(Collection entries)
........

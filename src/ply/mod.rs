//! Low-level PLY element/property file format.
//!
//! This is the byte-level backend of the state store: it knows nothing
//! about variants, only about elements, properties and values.
//!
//! ## File Structure
//!
//! ```text
//! +---------------------------+
//! | ply                       |  text header, one declaration per line
//! | format <encoding> 1.0     |
//! | comment ...               |
//! | element <name> <count>    |
//! | property ...              |
//! | end_header                |
//! +---------------------------+
//! | body                      |  instances in element order, properties
//! |                           |  in declaration order
//! +---------------------------+
//! ```

mod format;
mod header;
mod stream;
mod reader;
mod writer;

pub use format::*;
pub use header::*;
pub use stream::*;
pub use reader::*;
pub use writer::*;
//! Progress reporting shared by the decoder and encoder.

/// Progress callback: `(label, fraction in [0, 1])`.
pub type ProgressFn<'a> = &'a mut dyn FnMut(&str, f32);

/// Wraps an optional callback and keeps reported fractions monotonic.
pub(crate) struct Progress<'a> {
    callback: Option<ProgressFn<'a>>,
    last: f32,
}

impl<'a> Progress<'a> {
    pub fn new(callback: Option<ProgressFn<'a>>) -> Self {
        Self {
            callback,
            last: 0.0,
        }
    }

    /// Report `done / total`, clamped to `[previous, 1]`.
    pub fn report(&mut self, label: &str, done: usize, total: usize) {
        let Some(callback) = self.callback.as_mut() else {
            return;
        };
        let fraction = if total == 0 {
            0.0
        } else {
            (done as f64 / total as f64) as f32
        };
        self.last = fraction.clamp(self.last, 1.0);
        callback(label, self.last);
    }
}

#[cfg(test)]
mod tests {
    use super::*;

    #[test]
    fn test_fractions_never_decrease() {
        let mut seen = Vec::new();
        let mut record = |label: &str, f: f32| seen.push((label.to_string(), f));
        {
            let mut progress = Progress::new(Some(&mut record));
            progress.report("a", 5, 10);
            progress.report("b", 2, 10);
            progress.report("c", 30, 10);
            progress.report("d", 0, 0);
        }
        let fractions: Vec<f32> = seen.iter().map(|(_, f)| *f).collect();
        assert_eq!(fractions, vec![0.5, 0.5, 1.0, 1.0]);
        assert_eq!(seen[1].0, "b");
    }

    #[test]
    fn test_no_callback_is_silent() {
        let mut progress = Progress::new(None);
        progress.report("x", 1, 2);
        assert_eq!(progress.last, 0.0);
    }
}
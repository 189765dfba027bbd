//! Human-readable dump of a store.

use std::fmt;

use super::store::VariantStore;
use super::variant::{dispatch, Payload};
use crate::util::Primitive;

/// Type tag and value summary of one entry.
fn describe<T: Primitive>(payload: &Payload<T>) -> (String, String) {
    let name = T::TYPE.name();
    match payload {
        Payload::Matrix(m) if m.len() == 1 => (name.to_string(), m.as_slice()[0].to_string()),
        Payload::Matrix(m) if m.cols() == 1 && m.rows() <= 4 => {
            let items: Vec<String> = m.as_slice().iter().map(T::to_string).collect();
            (format!("vec<{name}>"), format!("[{}]", items.join(", ")))
        }
        Payload::Matrix(m) => {
            let kind = if m.cols() == 1 { "vec" } else { "mat" };
            (
                format!("{kind}<{name}>"),
                format!("data[{}x{}]", m.rows(), m.cols()),
            )
        }
        Payload::List(l) => (format!("{name}**"), format!("data[{}][]", l.len())),
    }
}

impl fmt::Display for VariantStore {
    fn fmt(&self, f: &mut fmt::Formatter<'_>) -> fmt::Result {
        write!(f, "VariantStore[")?;
        for (i, (key, variant)) in self.iter().enumerate() {
            if i > 0 {
                write!(f, ",")?;
            }
            let (tname, value) = dispatch!(variant, p => describe(p));
            write!(f, "\n\t{tname} {key} = {value}")?;
        }
        write!(f, "\n]")
    }
}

........

* What needs to be done
Your response must contain all of the records, copied exactly.

* Finished task
filename src/ply/mod.rs
//! Low-level PLY element/property file format.
//!
//! This is the byte-level backend of the state store: it knows nothing
//! about variants, only about elements, properties and values.
//!
//! ## File Structure
//!
//! ```text
//! +---------------------------+
//! | ply                       |  text header, one declaration per line
//! | format <encoding> 1.0     |
//! | comment ...               |
//! | element <name> <count>    |
//! | property ...              |
//! | end_header                |
//! +---------------------------+
//! | body                      |  instances in element order, properties
//! |                           |  in declaration order
//! +---------------------------+
//! ```

mod format;
mod header;
mod stream;
mod reader;
mod writer;

pub use format::*;
pub use header::*;
pub use stream::*;
pub use reader::*;
pub use writer::*;
//! Progress reporting shared by the decoder and encoder.

/// Progress callback: `(label, fraction in [0, 1])`.
pub type ProgressFn<'a> = &'a mut dyn FnMut(&str, f32);

/// Wraps an optional callback and keeps reported fractions monotonic.
pub(crate) struct Progress<'a> {
    callback: Option<ProgressFn<'a>>,
    last: f32,
}

impl<'a> Progress<'a> {
    pub fn new(callback: Option<ProgressFn<'a>>) -> Self {
        Self {
            callback,
            last: 0.0,
        }
    }

    /// Report `done / total`, clamped to `[previous, 1]`.
    pub fn report(&mut self, label: &str, done: usize, total: usize) {
        let Some(callback) = self.callback.as_mut() else {
            return;
        };
        let fraction = if total == 0 {
            0.0
        } else {
            (done as f64 / total as f64) as f32
        };
        self.last = fraction.clamp(self.last, 1.0);
        callback(label, self.last);
    }
}

#[cfg(test)]
mod tests {
    use super::*;

    #[test]
    fn test_fractions_never_decrease() {
        let mut seen = Vec::new();
        let mut record = |label: &str, f: f32| seen.push((label.to_string(), f));
        {
            let mut progress = Progress::new(Some(&mut record));
            progress.report("a", 5, 10);
            progress.report("b", 2, 10);
            progress.report("c", 30, 10);
            progress.report("d", 0, 0);
        }
        let fractions: Vec<f32> = seen.iter().map(|(_, f)| *f).collect();
        assert_eq!(fractions, vec![0.5, 0.5, 1.0, 1.0]);
        assert_eq!(seen[1].0, "b");
    }

    #[test]
    fn test_no_callback_is_silent() {
        let mut progress = Progress::new(None);
        progress.report("x", 1, 2);
        assert_eq!(progress.last, 0.0);
    }
}
repository 189765dfba027bbd
//! Human-readable dump of a store.

use std::fmt;

use super::store::VariantStore;
use super::variant::{dispatch, Payload};
use crate::util::Primitive;

/// Type tag and value summary of one entry.
fn describe<T: Primitive>(payload: &Payload<T>) -> (String, String) {
    let name = T::TYPE.name();
    match payload {
        Payload::Matrix(m) if m.len() == 1 => (name.to_string(), m.as_slice()[0].to_string()),
        Payload::Matrix(m) if m.cols() == 1 && m.rows() <= 4 => {
            let items: Vec<String> = m.as_slice().iter().map(T::to_string).collect();
            (format!("vec<{name}>"), format!("[{}]", items.join(", ")))
        }
        Payload::Matrix(m) => {
            let kind = if m.cols() == 1 { "vec" } else { "mat" };
            (
                format!("{kind}<{name}>"),
                format!("data[{}x{}]", m.rows(), m.cols()),
            )
        }
        Payload::List(l) => (format!("{name}**"), format!("data[{}][]", l.len())),
    }
}

impl fmt::Display for VariantStore {
    fn fmt(&self, f: &mut fmt::Formatter<'_>) -> fmt::Result {
        write!(f, "VariantStore[")?;
        for (i, (key, variant)) in self.iter().enumerate() {
            if i > 0 {
                write!(f, ",")?;
            }
            let (tname, value) = dispatch!(variant, p => describe(p));
            write!(f, "\n\t{tname} {key} = {value}")?;
        }
        write!(f, "\n]")
    }
}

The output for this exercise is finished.